L'enfer est pavé de bonne intentions. "Pour qu'une femme aime les hommes, rien ne vaut un viol collectif" ou "L'époque où l'on torturait les homosexuels n'est pas si lointaine. Elle est à trois heures d'avion". Ces deux slogans chocs voués à lutter contre l'homophobie ne passent pas. Ils sont pourtant issus de la campagne Triangle Rose anti-homophobie lancé par le journal autrichien Vangardist.
Ces phrases sont placardées depuis mercredi 15 août dans les grandes villes de France, sur 1000 panneaux de Decaux mais également sur 300 écrans digitaux du métro parisien. Elles y resteront pendant une semaine. Ces publicités visent à signaler l'existence d'une pétition mondiale qui demande à l'ONU d'inscrire les droits des personnes LGBT+ à la Déclaration universelle des droits humains.
Cette campagne réalisée par les agences de communication ServicePlan et Mediaplus a complètement raté sa cible et provoque la colère des militant·e·s.
Dans une série de messages sur son compte Twitter, la Conférence européenne lesbienne s'interroge sur ces slogans : "Si les campagnes contre la lesbophobie sont les bienvenues, celle qui a lieu actuellement à Paris et dans plusieurs villes françaises soulève plusieurs questions et nous les posons maintenant à ses promoteurs. Avez-vous consulté une ONG française ou européenne de lesbiennes pour savoir ce qu'elles pensaient de la stratégie consistant à utiliser un message lesbophobe pour dénoncer la lesbophobie ?"
La Conférence européenne poursuit : "Savez-vous que depuis plusieurs années en France, @LaManifPourTous recouvre les murs publics de vrais messages lesbophobes et homophobes, ce qui semble être un élément contextuel important à prendre en compte ?"
Avant de conclure sur une interrogation plus large : "Pourquoi faire référence à la Jamaïque lors d'une campagne dans un pays européen où tant de violences contre les lesbiennes se produisent en France et en Europe ?"
En effet, en sous-titre de l'une des affiches, l'agence de communication créatrice de la campagne ajoute : "En Jamaïque on viole les femmes pour les guérir d'être lesbiennes". Sauf que la France est un pays où l'homophobie est forte ce qui aurait pu être rappelé pour alerter sur la situation au niveau locale.
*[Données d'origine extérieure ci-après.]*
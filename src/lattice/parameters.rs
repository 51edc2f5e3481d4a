pub mod d2q9;
mod reading;

use std::sync::PoisonError;

pub use reading::InMemoryReadingRegistry;

#[derive(Debug, thiserror::Error)]
pub enum InMemoryError {
    #[error("lock poisoned: {0}")]
    LockPoisoned(String),
}

impl<T> From<PoisonError<T>> for InMemoryError {
    fn from(err: PoisonError<T>) -> Self {
        InMemoryError::LockPoisoned(err.to_string())
    }
}
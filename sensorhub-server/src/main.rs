use std::net::SocketAddr;
use std::path::PathBuf;

use clap::Parser;
use sensorhub_server::{
    AppState, api,
    config::{Config, RegistryConfig},
    registry::{ReadingRegistry, memory::InMemoryReadingRegistry, sqlite::SqliteReadingRegistry},
};
use tokio::net::TcpListener;
use tokio_util::sync::CancellationToken;
use tracing::{error, info, warn};

#[derive(Parser)]
#[command(name = "sensorhub-server")]
#[command(about = "SensorHub reading ingestion and query server")]
struct Cli {
    /// Path to the configuration file
    #[arg(short, long, default_value = "sensorhub-server.toml")]
    config: PathBuf,
}

#[tokio::main]
async fn main() -> color_eyre::Result<()> {
    color_eyre::install()?;

    let filter = std::env::var("RUST_LOG")
        .unwrap_or_else(|_| "tracing=info,sensorhub_server=info,tower_http=info".to_owned());
    tracing_subscriber::fmt()
        .with_env_filter(filter)
        .with_span_events(tracing_subscriber::fmt::format::FmtSpan::CLOSE)
        .init();

    let cli = Cli::parse();

    let config = if cli.config.exists() {
        info!(path = ?cli.config, "Loading configuration");
        Config::load(&cli.config)?
    } else {
        info!("No configuration file found, using defaults");
        Config::default()
    };

    info!(
        http_addr = %config.server.http_addr,
        query_limit = config.query.limit,
        "Starting sensorhub-server"
    );

    match config.registry {
        RegistryConfig::Memory => {
            info!("Using in-memory registry");
            let registry = InMemoryReadingRegistry::new();
            run_server(Some(registry), config.server.http_addr, config.query.limit).await?;
        }
        RegistryConfig::Sqlite { path } => {
            info!(path = ?path, "Using SQLite registry");
            // A registry that fails to open leaves the data endpoints
            // answering 503 instead of taking the server down.
            let registry = match SqliteReadingRegistry::new(path.to_string_lossy()).await {
                Ok(registry) => Some(registry),
                Err(e) => {
                    error!(error = %e, path = ?path, "failed to open reading registry");
                    warn!("data endpoints will report the database as unavailable");
                    None
                }
            };
            run_server(registry, config.server.http_addr, config.query.limit).await?;
        }
    }

    Ok(())
}

async fn run_server<R>(
    registry: Option<R>,
    http_addr: SocketAddr,
    query_limit: usize,
) -> color_eyre::Result<()>
where
    R: ReadingRegistry,
{
    let state = AppState::new(registry, query_limit);
    let app = api::router(state);

    let cancel = CancellationToken::new();

    let listener = TcpListener::bind(http_addr).await?;
    info!(%http_addr, "HTTP server listening");

    let cancel_clone = cancel.clone();
    tokio::select! {
        result = axum::serve(listener, app).with_graceful_shutdown(async move {
            cancel_clone.cancelled().await;
        }) => {
            if let Err(e) = result {
                error!(error = ?e, "HTTP server error");
            }
            info!("HTTP server shut down");
        }
        _ = tokio::signal::ctrl_c() => {
            info!("Received Ctrl+C, shutting down...");
            cancel.cancel();
        }
    }

    Ok(())
}
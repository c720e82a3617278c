use std::ops::Range;
use std::str::FromStr;

use rand::Rng;
use serde::Serialize;

/// Sensors the simulated device knows how to read.
#[derive(Debug, Clone, Copy, PartialEq, Eq)]
pub enum SensorKind {
    Temperature,
    Humidity,
}

impl SensorKind {
    pub fn name(self) -> &'static str {
        match self {
            SensorKind::Temperature => "Temperature",
            SensorKind::Humidity => "Humidity",
        }
    }

    pub fn unit(self) -> &'static str {
        match self {
            SensorKind::Temperature => "C",
            SensorKind::Humidity => "%",
        }
    }

    fn range(self) -> Range<f64> {
        match self {
            SensorKind::Temperature => 20.0..36.0,
            SensorKind::Humidity => 40.0..71.0,
        }
    }

    /// Produce a simulated reading, rounded to one decimal.
    pub fn read<R: Rng>(self, rng: &mut R) -> ReadingPayload {
        let raw: f64 = rng.random_range(self.range());

        ReadingPayload {
            sensor_type: self.name(),
            value: (raw * 10.0).round() / 10.0,
            unit: self.unit(),
        }
    }
}

#[derive(Debug, Clone, PartialEq, Eq)]
pub struct UnknownSensor(pub String);

impl FromStr for SensorKind {
    type Err = UnknownSensor;

    fn from_str(s: &str) -> Result<Self, Self::Err> {
        match s {
            "Temperature" => Ok(SensorKind::Temperature),
            "Humidity" => Ok(SensorKind::Humidity),
            other => Err(UnknownSensor(other.to_owned())),
        }
    }
}

/// JSON body posted to the hub.
#[derive(Debug, Clone, PartialEq, Serialize)]
pub struct ReadingPayload {
    pub sensor_type: &'static str,
    pub value: f64,
    pub unit: &'static str,
}
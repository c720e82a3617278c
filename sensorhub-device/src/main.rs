mod client;
mod config;
mod sensor;

use std::path::PathBuf;
use std::time::Duration;

use clap::Parser;
use tracing::{error, info, warn};

use client::{HubClient, SendOutcome};
use config::Config;
use sensor::SensorKind;

#[derive(Parser)]
#[command(name = "sensorhub-device")]
#[command(about = "Simulated field device posting readings to sensorhub-server")]
struct Cli {
    /// Path to the configuration file
    #[arg(short, long, default_value = "sensorhub-device.toml")]
    config: PathBuf,

    /// Stop after this many rounds instead of running until Ctrl+C
    #[arg(long)]
    rounds: Option<u64>,
}

#[tokio::main]
async fn main() -> color_eyre::Result<()> {
    color_eyre::install()?;

    let filter = std::env::var("RUST_LOG")
        .unwrap_or_else(|_| "tracing=info,sensorhub_device=info".to_owned());
    tracing_subscriber::fmt().with_env_filter(filter).init();

    let cli = Cli::parse();

    let config = if cli.config.exists() {
        info!(path = ?cli.config, "Loading configuration");
        Config::load(&cli.config)?
    } else {
        info!("No configuration file found, using defaults");
        Config::default()
    };

    let client = HubClient::new(config.server_url.clone());
    info!(
        url = client.url(),
        sensors = ?config.sensors,
        round_interval_secs = config.round_interval_secs,
        "Starting sensorhub-device"
    );

    // Dropping the round future on Ctrl+C abandons any in-flight send.
    tokio::select! {
        _ = run_rounds(&client, &config, cli.rounds) => {
            info!("Finished sending readings");
        }
        _ = tokio::signal::ctrl_c() => {
            info!("Received Ctrl+C, shutting down...");
        }
    }

    Ok(())
}

async fn run_rounds(client: &HubClient, config: &Config, rounds: Option<u64>) {
    let gap = Duration::from_secs(config.sensor_gap_secs);
    let interval = Duration::from_secs(config.round_interval_secs);
    let mut round = 0u64;

    while rounds.is_none_or(|max| round < max) {
        round += 1;

        for (i, name) in config.sensors.iter().enumerate() {
            if i > 0 {
                tokio::time::sleep(gap).await;
            }
            send_reading(client, name).await;
        }

        if rounds.is_some_and(|max| round >= max) {
            break;
        }

        info!(secs = interval.as_secs(), "Waiting for next round");
        tokio::time::sleep(interval).await;
    }
}

async fn send_reading(client: &HubClient, name: &str) {
    let kind = match name.parse::<SensorKind>() {
        Ok(kind) => kind,
        Err(e) => {
            error!(sensor = %e.0, "unknown sensor type, nothing sent");
            return;
        }
    };

    let payload = kind.read(&mut rand::rng());
    info!(sensor = payload.sensor_type, value = payload.value, unit = payload.unit, "sending reading");

    match client.send(&payload).await {
        Ok(SendOutcome::Stored) => {
            info!(sensor = payload.sensor_type, "reading stored by hub");
        }
        Ok(SendOutcome::Rejected { status, body }) => {
            warn!(%status, body, sensor = payload.sensor_type, "hub rejected reading");
        }
        Err(e) => {
            warn!(error = %e, sensor = payload.sensor_type, "could not reach hub");
        }
    }
}
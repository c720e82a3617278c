use reqwest::StatusCode;

use crate::sensor::ReadingPayload;

/// How the hub answered a posted reading.
#[derive(Debug, PartialEq, Eq)]
pub enum SendOutcome {
    /// The hub stored the reading (HTTP 201).
    Stored,
    /// Any other status, with the response body for debugging.
    Rejected { status: StatusCode, body: String },
}

/// Posts readings to the hub. Failed posts are reported, never retried.
#[derive(Clone)]
pub struct HubClient {
    http: reqwest::Client,
    url: String,
}

impl HubClient {
    pub fn new(url: impl Into<String>) -> Self {
        Self {
            http: reqwest::Client::new(),
            url: url.into(),
        }
    }

    pub fn url(&self) -> &str {
        &self.url
    }

    pub async fn send(&self, payload: &ReadingPayload) -> Result<SendOutcome, reqwest::Error> {
        let resp = self.http.post(&self.url).json(payload).send().await?;

        if resp.status() == StatusCode::CREATED {
            return Ok(SendOutcome::Stored);
        }

        let status = resp.status();
        let body = resp.text().await.unwrap_or_default();
        Ok(SendOutcome::Rejected { status, body })
    }
}

#[cfg(test)]
mod tests {
    use axum::{Json, Router, http::StatusCode as AxumStatus, routing::post};
    use serde_json::Value;
    use tokio::net::TcpListener;

    use super::*;

    async fn spawn_hub(router: Router) -> String {
        let listener = TcpListener::bind("127.0.0.1:0").await.unwrap();
        let addr = listener.local_addr().unwrap();
        tokio::spawn(async move {
            axum::serve(listener, router).await.unwrap();
        });
        format!("http://{addr}/receive_sensor_data/")
    }

    fn payload() -> ReadingPayload {
        ReadingPayload {
            sensor_type: "Temperature",
            value: 24.7,
            unit: "C",
        }
    }

    #[tokio::test]
    async fn created_means_stored() {
        let router = Router::new().route(
            "/receive_sensor_data/",
            post(|Json(body): Json<Value>| async move {
                assert_eq!(body["sensor_type"], "Temperature");
                assert_eq!(body["unit"], "C");
                (AxumStatus::CREATED, "stored")
            }),
        );
        let client = HubClient::new(spawn_hub(router).await);

        assert_eq!(client.send(&payload()).await.unwrap(), SendOutcome::Stored);
    }

    #[tokio::test]
    async fn other_status_is_rejected_with_body() {
        let router = Router::new().route(
            "/receive_sensor_data/",
            post(|| async { (AxumStatus::SERVICE_UNAVAILABLE, "db down") }),
        );
        let client = HubClient::new(spawn_hub(router).await);

        let outcome = client.send(&payload()).await.unwrap();
        assert_eq!(
            outcome,
            SendOutcome::Rejected {
                status: StatusCode::SERVICE_UNAVAILABLE,
                body: "db down".to_owned(),
            }
        );
    }

    #[tokio::test]
    async fn unreachable_hub_is_an_error() {
        // Bind then drop to get a port nobody is listening on
        let listener = TcpListener::bind("127.0.0.1:0").await.unwrap();
        let addr = listener.local_addr().unwrap();
        drop(listener);

        let client = HubClient::new(format!("http://{addr}/receive_sensor_data/"));
        assert!(client.send(&payload()).await.is_err());
    }
}
use sensorhub_core::SensorReading;
use serde::Serialize;
use serde_json::Value;

/// 201 body of `/receive_sensor_data`.
#[derive(Debug, Serialize)]
pub struct IngestResponse {
    pub status: &'static str,
    pub message: String,
    /// Generated id of the stored document.
    pub id_mongo: String,
    pub data_received: StoredDocument,
}

/// A reading as it sits in the collection, without its id.
#[derive(Debug, Serialize)]
pub struct StoredDocument {
    pub sensor: String,
    pub valor: Value,
    pub unidad: String,
    pub timestamp: jiff::Timestamp,
}

impl From<&SensorReading> for StoredDocument {
    fn from(reading: &SensorReading) -> Self {
        Self {
            sensor: reading.sensor.to_string(),
            valor: reading.valor.clone(),
            unidad: reading.unidad.to_string(),
            timestamp: reading.timestamp,
        }
    }
}

/// 200 body of `/agregar_dato_prueba`.
#[derive(Debug, Serialize)]
pub struct TestInsertResponse {
    pub mensaje: String,
    pub id: String,
}
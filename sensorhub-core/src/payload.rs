use serde_json::{Map, Value};

use crate::{SensorReading, UNIT_NOT_AVAILABLE};

pub type PayloadResult<T> = core::result::Result<T, PayloadError>;

/// Why an ingestion body was rejected.
#[derive(Debug, Clone, PartialEq, Eq, thiserror::Error)]
pub enum PayloadError {
    /// Body was empty, not JSON, or not a JSON object.
    #[error("No JSON payload provided")]
    NoPayload,
    /// Required keys were absent or null.
    #[error("Missing required field(s): {}", .0.join(", "))]
    MissingFields(Vec<&'static str>),
    /// A key was present with a type the model cannot hold.
    #[error("Field '{field}' must be a {expected}")]
    InvalidField {
        field: &'static str,
        expected: &'static str,
    },
}

/// A validated reading submitted by a device.
///
/// `value` is carried through untouched; no numeric validation happens on
/// ingestion.
#[derive(Debug, Clone, PartialEq)]
pub struct IngestPayload {
    pub sensor_type: String,
    pub value: Value,
    pub unit: Option<String>,
}

impl IngestPayload {
    /// Validate a raw request body.
    pub fn from_body(body: &[u8]) -> PayloadResult<Self> {
        if body.iter().all(u8::is_ascii_whitespace) {
            return Err(PayloadError::NoPayload);
        }

        match serde_json::from_slice::<Value>(body) {
            Ok(Value::Object(map)) => Self::from_map(map),
            _ => Err(PayloadError::NoPayload),
        }
    }

    fn from_map(mut map: Map<String, Value>) -> PayloadResult<Self> {
        let sensor_type = take_present(&mut map, "sensor_type");
        let value = take_present(&mut map, "value");

        let (sensor_type, value) = match (sensor_type, value) {
            (Some(sensor_type), Some(value)) => (sensor_type, value),
            (sensor_type, value) => {
                let mut missing = Vec::with_capacity(2);
                if sensor_type.is_none() {
                    missing.push("sensor_type");
                }
                if value.is_none() {
                    missing.push("value");
                }
                return Err(PayloadError::MissingFields(missing));
            }
        };

        let Value::String(sensor_type) = sensor_type else {
            return Err(PayloadError::InvalidField {
                field: "sensor_type",
                expected: "string",
            });
        };

        // A unit that is empty or not a string is treated like a missing one.
        let unit = match take_present(&mut map, "unit") {
            Some(Value::String(unit)) if !unit.is_empty() => Some(unit),
            _ => None,
        };

        Ok(Self {
            sensor_type,
            value,
            unit,
        })
    }

    /// Turn the payload into a reading stamped with the given insertion time.
    pub fn into_reading(self, timestamp: jiff::Timestamp) -> SensorReading {
        let unit = self.unit.unwrap_or_else(|| UNIT_NOT_AVAILABLE.to_owned());
        SensorReading::new(self.sensor_type, self.value, unit, timestamp)
    }
}

fn take_present(map: &mut Map<String, Value>, key: &str) -> Option<Value> {
    map.remove(key).filter(|v| !v.is_null())
}

#[cfg(test)]
mod tests {
    use super::*;
    use jiff::Timestamp;
    use serde_json::json;

    fn parse(value: Value) -> PayloadResult<IngestPayload> {
        IngestPayload::from_body(value.to_string().as_bytes())
    }

    #[test]
    fn accepts_full_payload() {
        let payload = parse(json!({"sensor_type": "Temperature", "value": 23.4, "unit": "C"}))
            .expect("valid payload");

        assert_eq!(payload.sensor_type, "Temperature");
        assert_eq!(payload.value, json!(23.4));
        assert_eq!(payload.unit.as_deref(), Some("C"));
    }

    #[test]
    fn missing_unit_defaults_to_sentinel() {
        let payload = parse(json!({"sensor_type": "Humidity", "value": 55})).unwrap();
        let reading = payload.into_reading(Timestamp::now());

        assert_eq!(&*reading.unidad, "N/A");
        assert_eq!(reading.valor, json!(55));
    }

    #[test]
    fn value_passes_through_untyped() {
        for value in [json!("warm"), json!(true), json!({"raw": [1, 2]}), json!(-3)] {
            let payload = parse(json!({"sensor_type": "X", "value": value.clone()})).unwrap();
            assert_eq!(payload.value, value);
        }
    }

    #[test]
    fn empty_and_non_json_bodies_are_no_payload() {
        assert_eq!(IngestPayload::from_body(b""), Err(PayloadError::NoPayload));
        assert_eq!(IngestPayload::from_body(b"  \n"), Err(PayloadError::NoPayload));
        assert_eq!(IngestPayload::from_body(b"sensor=1"), Err(PayloadError::NoPayload));
        assert_eq!(IngestPayload::from_body(b"[1, 2]"), Err(PayloadError::NoPayload));
        assert_eq!(IngestPayload::from_body(b"null"), Err(PayloadError::NoPayload));
    }

    #[test]
    fn reports_every_missing_field() {
        assert_eq!(
            parse(json!({})),
            Err(PayloadError::MissingFields(vec!["sensor_type", "value"]))
        );
        assert_eq!(
            parse(json!({"value": 1})),
            Err(PayloadError::MissingFields(vec!["sensor_type"]))
        );
    }

    #[test]
    fn explicit_null_counts_as_missing() {
        let err = parse(json!({"sensor_type": "Temperature", "value": null})).unwrap_err();
        assert_eq!(err, PayloadError::MissingFields(vec!["value"]));
        assert_eq!(err.to_string(), "Missing required field(s): value");
    }

    #[test]
    fn non_string_sensor_type_is_rejected() {
        let err = parse(json!({"sensor_type": 7, "value": 1})).unwrap_err();
        assert!(matches!(
            err,
            PayloadError::InvalidField {
                field: "sensor_type",
                ..
            }
        ));
    }

    #[test]
    fn empty_unit_defaults_to_sentinel() {
        let payload = parse(json!({"sensor_type": "T", "value": 1, "unit": ""})).unwrap();
        assert_eq!(payload.unit, None);

        let reading = payload.into_reading(Timestamp::now());
        assert_eq!(&*reading.unidad, "N/A");
    }

    #[test]
    fn non_string_unit_is_ignored() {
        let payload = parse(json!({"sensor_type": "T", "value": 1, "unit": 5})).unwrap();
        assert_eq!(payload.unit, None);
    }
}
Julian Whiel, le rédacteur en chef du Vangardist déclare dans le communiqué diffusé lors du lancement : "Nous savons que les affiches que nous diffusons en France portent des accroches dérangeantes qui ne sont ni faciles à lire, ni faciles à admettre."
Le rédacteur en chef du Vangardist poursuit : "Malheureusement, elles relatent une réalité dont souffrent les communautés LGBTQI qui sont encore aujourd'hui victimes d'histoires sordides auxquelles les médias laissent peu de place, les considérant comme des faits divers."
De son côté, l'agence ServicePlan a répondu à France Info et tente de se justifier : "Si on est trop convenu, on n'arrive pas à provoquer la mobilisation escomptée, et si on est trop choquants, on peut avoir les effets inverses de ce qu'on visait au départ..."
Alice Coffin, cofondatrice du groupe féministe La Barbe etde l'association françaises des journalistes LGBT et coprésidente de la Conférence européenne lesbienne expose au Parisien les raisons pour lesquelles cette campagne lui paraît inacceptable : "C'est violent pour les lesbiennes qui lisent ça dans la rue. Ça n'a pas du tout été mesuré."
Elle ajoute :"C'est également violent pour les femmes victimes de viols et ça implique à tort également que les lesbiennes n'aiment pas les hommes."
Si cette campagne est ratée du point de vue des militant·e·s, Alice Coffin encourage tous les efforts pour faire reculer l'homophobie, dans le monde, mais également en France.